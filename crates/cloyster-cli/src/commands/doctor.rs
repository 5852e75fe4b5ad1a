use super::{json_pretty, Context, EXIT_FAILURE, EXIT_SUCCESS};
use cloyster_core::RunLock;
use cloyster_host::HostBackends;
use cloyster_store::{RunLogStore, RunStatus, StateLayout};
use std::path::Path;

pub fn run(ctx: &Context) -> Result<u8, String> {
    let mut checks: Vec<Check> = Vec::new();
    let mut all_pass = true;

    checks.push(Check::info(
        "settings",
        &format!(
            "Backend '{}', state directory {}",
            ctx.settings.backend,
            ctx.state_dir.display()
        ),
    ));

    match ctx.backends() {
        Ok(backends) if backends.name() == "mock" => checks.push(Check::info(
            "backend",
            "Mock backend selected; host checks skipped",
        )),
        Ok(backends) => {
            check_privileges(&mut checks);
            check_host(&backends, &mut checks, &mut all_pass);
        }
        Err(e) => {
            all_pass = false;
            checks.push(Check::fail("backend", &e));
        }
    }

    let layout = ctx.layout();
    if layout.runs_dir().exists() {
        checks.push(Check::pass("state_dir", "State directory exists"));
        check_state(&layout, &mut checks, &mut all_pass);
        check_disk_space(&ctx.state_dir, &mut checks);
    } else {
        checks.push(Check::info(
            "state_dir",
            "State directory not initialized (will be created on first run)",
        ));
    }

    print_results(&checks, all_pass, ctx.json)
}

fn check_privileges(checks: &mut Vec<Check>) {
    // SAFETY: geteuid has no preconditions and cannot fail.
    #[allow(unsafe_code, clippy::undocumented_unsafe_blocks)]
    let euid = unsafe { libc::geteuid() };
    if euid == 0 {
        checks.push(Check::pass("privileges", "Running as root"));
    } else {
        checks.push(Check::warn(
            "privileges",
            &format!("Running as uid {euid}; mounting and unit changes need root"),
        ));
    }
}

fn check_host(backends: &HostBackends, checks: &mut Vec<Check>, all_pass: &mut bool) {
    match backends.mounts.find(Path::new("/")) {
        Ok(Some(root)) => checks.push(Check::pass(
            "mount_table",
            &format!("Mount table readable (/ is {} {})", root.fstype, root.source),
        )),
        Ok(None) => checks.push(Check::warn(
            "mount_table",
            "Mount table readable but lists no root filesystem",
        )),
        Err(e) => {
            *all_pass = false;
            checks.push(Check::fail(
                "mount_table",
                &format!("Cannot read mount table: {e}"),
            ));
        }
    }

    match backends.bus.unit_state("-.mount") {
        Ok(state) if state.is_loaded() => {
            checks.push(Check::pass("systemd_bus", "systemd reachable on the system bus"));
        }
        Ok(state) => checks.push(Check::warn(
            "systemd_bus",
            &format!("systemd reachable but -.mount is {}", state.load_state),
        )),
        Err(e) => {
            *all_pass = false;
            checks.push(Check::fail(
                "systemd_bus",
                &format!("Cannot reach systemd: {e}"),
            ));
        }
    }
}

fn check_state(layout: &StateLayout, checks: &mut Vec<Check>, all_pass: &mut bool) {
    // Lock
    match RunLock::try_acquire(&layout.lock_file()) {
        Ok(Some(_)) => checks.push(Check::pass("run_lock", "Run lock is free")),
        Ok(None) => checks.push(Check::warn(
            "run_lock",
            "Run lock is held by another process",
        )),
        Err(e) => {
            *all_pass = false;
            checks.push(Check::fail(
                "run_lock",
                &format!("Cannot check run lock: {e}"),
            ));
        }
    }

    // Last run
    let store = RunLogStore::new(layout);
    match store.list() {
        Ok(logs) => match logs.last() {
            None => checks.push(Check::info("last_run", "No runs recorded")),
            Some(log) => {
                let applied = log.outstanding().len() + usize::from(log.in_flight.is_some());
                if log.status != RunStatus::Completed && applied > 0 {
                    checks.push(Check::warn(
                        "last_run",
                        &format!(
                            "Run {} is {} with {applied} step(s) still applied (see 'cloyster rollback {}')",
                            log.run_id, log.status, log.run_id
                        ),
                    ));
                } else {
                    checks.push(Check::info(
                        "last_run",
                        &format!(
                            "{} runs recorded; last {} is {}",
                            logs.len(),
                            log.run_id,
                            log.status
                        ),
                    ));
                }
            }
        },
        Err(e) => checks.push(Check::warn(
            "last_run",
            &format!("Cannot list runs: {e}"),
        )),
    }
}

fn print_results(checks: &[Check], all_pass: bool, json_output: bool) -> Result<u8, String> {
    if json_output {
        let json = serde_json::json!({
            "healthy": all_pass,
            "checks": checks.iter().map(|c| serde_json::json!({
                "name": c.name,
                "status": c.status,
                "message": c.message,
            })).collect::<Vec<_>>(),
        });
        println!("{}", json_pretty(&json)?);
    } else {
        println!("Cloyster Doctor\n");
        for check in checks {
            let icon = match check.status {
                "pass" => "✓",
                "fail" => "✗",
                "warn" => "⚠",
                _ => "ℹ",
            };
            println!("  {icon} {}", check.message);
        }
        println!();
        if all_pass {
            println!("All checks passed.");
        } else {
            println!("Some checks failed. See above for details.");
        }
    }
    Ok(if all_pass { EXIT_SUCCESS } else { EXIT_FAILURE })
}

struct Check {
    name: &'static str,
    status: &'static str,
    message: String,
}

impl Check {
    fn new(name: &'static str, status: &'static str, message: &str) -> Self {
        Self {
            name,
            status,
            message: message.to_owned(),
        }
    }

    fn pass(name: &'static str, message: &str) -> Self {
        Self::new(name, "pass", message)
    }

    fn fail(name: &'static str, message: &str) -> Self {
        Self::new(name, "fail", message)
    }

    fn warn(name: &'static str, message: &str) -> Self {
        Self::new(name, "warn", message)
    }

    fn info(name: &'static str, message: &str) -> Self {
        Self::new(name, "info", message)
    }
}

fn check_disk_space(state_dir: &Path, checks: &mut Vec<Check>) {
    let Ok(c_path) = std::ffi::CString::new(state_dir.to_string_lossy().as_bytes()) else {
        return;
    };

    // SAFETY: zeroed statvfs is a valid initial state for the struct.
    #[allow(unsafe_code, clippy::undocumented_unsafe_blocks)]
    let mut stat: libc::statvfs = unsafe { std::mem::zeroed() };
    // SAFETY: valid NUL-terminated path and a zeroed output struct that is
    // only read after the call succeeds.
    #[allow(unsafe_code, clippy::undocumented_unsafe_blocks)]
    let ret = unsafe { libc::statvfs(c_path.as_ptr(), &raw mut stat) };
    if ret != 0 {
        return;
    }

    #[allow(clippy::unnecessary_cast)]
    let avail_mb = (stat.f_bavail as u64 * stat.f_frsize as u64) / (1024 * 1024);
    if avail_mb < 16 {
        checks.push(Check::fail(
            "disk_space",
            &format!("Low disk space for run logs: {avail_mb} MB available"),
        ));
    } else {
        checks.push(Check::pass(
            "disk_space",
            &format!("Disk space: {avail_mb} MB available"),
        ));
    }
}
//! State directory and run log persistence for Cloyster.
//!
//! This crate provides the storage layer: `StateLayout` for the state
//! directory structure (run logs, run lock) and `RunLogStore`, which persists
//! one `RunLog` per orchestrator invocation. Every append rewrites the log
//! atomically so a crash never leaves a step applied but unrecorded.

pub mod layout;
pub mod runlog;

pub use layout::{is_valid_run_id, StateLayout};
pub use runlog::{AbortCause, InFlight, LogEntry, RunLog, RunLogStore, RunStatus, StepFailure};

use std::path::Path;
use thiserror::Error;

/// Fsync a directory so that a preceding `rename()` is durable.
pub(crate) fn fsync_dir(dir: &Path) -> Result<(), std::io::Error> {
    let f = std::fs::File::open(dir)?;
    f.sync_all()
}

#[derive(Debug, Error)]
pub enum StoreError {
    #[error("state I/O error: {0}")]
    Io(#[from] std::io::Error),
    #[error("serialization error: {0}")]
    Serialization(#[from] serde_json::Error),
    #[error("run not found: {0}")]
    RunNotFound(String),
    #[error("invalid run id '{0}': expected YYYYMMDDHHMMSSmmm-xxxxxxxx")]
    InvalidRunId(String),
    #[error("no runs recorded in {0}")]
    NoRuns(String),
}
use super::{
    colorize_status, json_pretty, load_registry, plan, spin_fail, spin_ok, spinner,
    status_exit_code, Context,
};
use cloyster_core::{RunOptions, RunReport};
use cloyster_store::RunStatus;
use std::path::Path;

pub fn run(ctx: &Context, plan_path: &Path, skip: &[String], dry_run: bool) -> Result<u8, String> {
    let registry = load_registry(plan_path)?;
    let options = RunOptions {
        skip: skip.iter().cloned().collect(),
    };
    let orchestrator = ctx.orchestrator()?;

    if dry_run {
        return plan::print_previews(&orchestrator, &registry, &options, ctx.json);
    }

    let pb = (!ctx.json).then(|| spinner(&format!("applying {} steps...", registry.len())));
    let report = match orchestrator.run(&registry, &options) {
        Ok(report) => report,
        Err(e) => {
            if let Some(pb) = &pb {
                spin_fail(pb, "run did not start");
            }
            return Err(e.to_string());
        }
    };
    if let Some(pb) = &pb {
        if report.status == RunStatus::Completed {
            spin_ok(pb, &format!("run {} completed", report.run_id));
        } else {
            spin_fail(pb, &format!("run {} {}", report.run_id, report.status));
        }
    }

    print_report(&report, ctx.json)?;
    Ok(status_exit_code(report.status))
}

/// Print a run or rollback report: the step trail, the failed step and its
/// reason, and whether every rollback went through.
pub fn print_report(report: &RunReport, json_output: bool) -> Result<(), String> {
    if json_output {
        println!("{}", json_pretty(report)?);
        return Ok(());
    }

    println!("run {}: {}", report.run_id, colorize_status(report.status));
    for entry in &report.trail {
        println!("  {entry}");
    }
    if let (Some(step), Some(failure)) = (&report.failed_step, &report.failure) {
        println!("failed step: {step} ({failure})");
    }
    if report.status != RunStatus::Completed {
        if report.rollback_clean {
            println!("rollback: complete");
        } else {
            println!(
                "rollback: incomplete, retry with 'cloyster rollback {}'",
                report.run_id
            );
        }
    }
    Ok(())
}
- - -
| EXERCISE DETAILS |
State how many lines of the data above contain the string "match", and give no other words.

| EXPECTED OUTPUT |
8